A Model System for A Devastating Childhood Disease


A Japanese research team from Fukuoka, Japan, specifically from the Department of Pediatrics at the University of Fukuoka, Japan, have used induced pluripotent stem cell technology to make neurons from human patients who suffer from a rare, devastating condition known as Dravet syndrome as a model system.

Dravet syndrome (DS) causes difficult to control seizures within the first year or two of life and later causes cognitive deficits and autistic traits. Dravet’s syndrome is caused by genetic alterations in the SCN1A gene, which encodes the α-subunit of the voltage-gated sodium channel.

DS is very rare – 1/30,000 children, but the mutation is typically not inherited from either parent, but occurs spontaneously in the baby’s cells during development.

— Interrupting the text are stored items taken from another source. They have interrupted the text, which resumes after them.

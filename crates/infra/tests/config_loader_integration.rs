//! Integration tests for configuration loader
//!
//! Tests the end-to-end behavior of loading configuration from files and
//! wiring a client from it.

use recipebox_common::CredentialStore;
use recipebox_domain::{CredentialBackend, CredentialMode};
use recipebox_infra::{config, ClientContext};
use tempfile::TempDir;

#[test]
fn test_load_config_from_json_file() {
    let dir = TempDir::new().expect("Failed to create temp dir");
    let path = dir.path().join("recipebox.json");
    std::fs::write(
        &path,
        r#"{
            "api": {
                "base_url": "https://recipes.example.com",
                "timeout_secs": 15,
                "refresh_path": "/auth/refresh",
                "credential_mode": "cookie"
            },
            "credentials": {
                "backend": "file",
                "path": "/tmp/recipebox-session.json"
            },
            "logging": {
                "level": "recipebox_infra=debug",
                "json": true
            }
        }"#,
    )
    .expect("Failed to write config");

    let config = config::load_from_file(Some(path)).expect("Failed to load config from JSON file");

    assert_eq!(config.api.base_url, "https://recipes.example.com");
    assert_eq!(config.api.timeout_secs, 15);
    assert_eq!(config.api.credential_mode, CredentialMode::Cookie);
    assert_eq!(config.credentials.backend, CredentialBackend::File);
    assert_eq!(config.credentials.path, "/tmp/recipebox-session.json");
    assert_eq!(config.logging.level, "recipebox_infra=debug");
    assert!(config.logging.json);
}

#[test]
fn test_load_config_from_toml_file_with_missing_sections() {
    let dir = TempDir::new().expect("Failed to create temp dir");
    let path = dir.path().join("config.toml");
    std::fs::write(&path, "[api]\nbase_url = \"http://127.0.0.1:8000\"\n")
        .expect("Failed to write config");

    let config = config::load_from_file(Some(path)).expect("Failed to load config from TOML file");

    assert_eq!(config.api.base_url, "http://127.0.0.1:8000");
    assert_eq!(config.api.timeout_secs, 10);
    assert_eq!(config.api.credential_mode, CredentialMode::Bearer);
    assert_eq!(config.logging.level, "info");
}

#[test]
fn test_invalid_enum_value_is_rejected() {
    let dir = TempDir::new().expect("Failed to create temp dir");
    let path = dir.path().join("recipebox.json");
    std::fs::write(&path, r#"{"api": {"credential_mode": "basic"}}"#)
        .expect("Failed to write config");

    assert!(config::load_from_file(Some(path)).is_err());
}

#[tokio::test]
async fn test_context_from_loaded_config() {
    let dir = TempDir::new().expect("Failed to create temp dir");
    let session = dir.path().join("session.json");
    let path = dir.path().join("recipebox.toml");
    std::fs::write(
        &path,
        format!(
            concat!(
                "[api]\nbase_url = \"http://127.0.0.1:8000/\"\n\n",
                "[credentials]\nbackend = \"file\"\npath = {:?}\n",
            ),
            session.display().to_string()
        ),
    )
    .expect("Failed to write config");

    let config = config::load_from_file(Some(path)).expect("config should load");
    let context = ClientContext::from_config(&config).expect("context should build");

    assert_eq!(context.gateway.base_url(), "http://127.0.0.1:8000");
    assert!(!context.auth.is_authenticated().await.expect("store readable"));

    context.gateway.credentials().store_token("t-1").await.expect("token stored");
    assert!(session.exists());
    assert!(context.auth.is_authenticated().await.expect("store readable"));
}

The best model systems to date are genetically engineered mice, but the differences between human and mouse brains limits the usefulness of this model system.

To make a better model system, workers from the laboratory of Shinichi Hirose took skin biopsy samples from a DS patient, and converted those skin cells into induced pluripotent stem cells (iPSCs), which were then differentiated into neurons. In particular, the neurons that malfunction in DS patients are GABAminergic neurons, and by differentiating DS iPSCs into GABAminergic neurons, Hirose’s laboratory made a model system for DS patients that could be grown in a laboratory culture dish.

Hirose explained their results this way: “From research in mice we believed that SCN1A mutations affect GABAminergic neurons in the forebrain from signaling properly. From the human neurons we also found that GABAminergic neurons were affected by DS, especially during intense stimulation. These patient-specific cell provide an unparalleled insight into the mechanism behind DS and a unique platform for drug development.”

Perhaps such experiments could eventually lead to regenerative treatments for DS patients as well.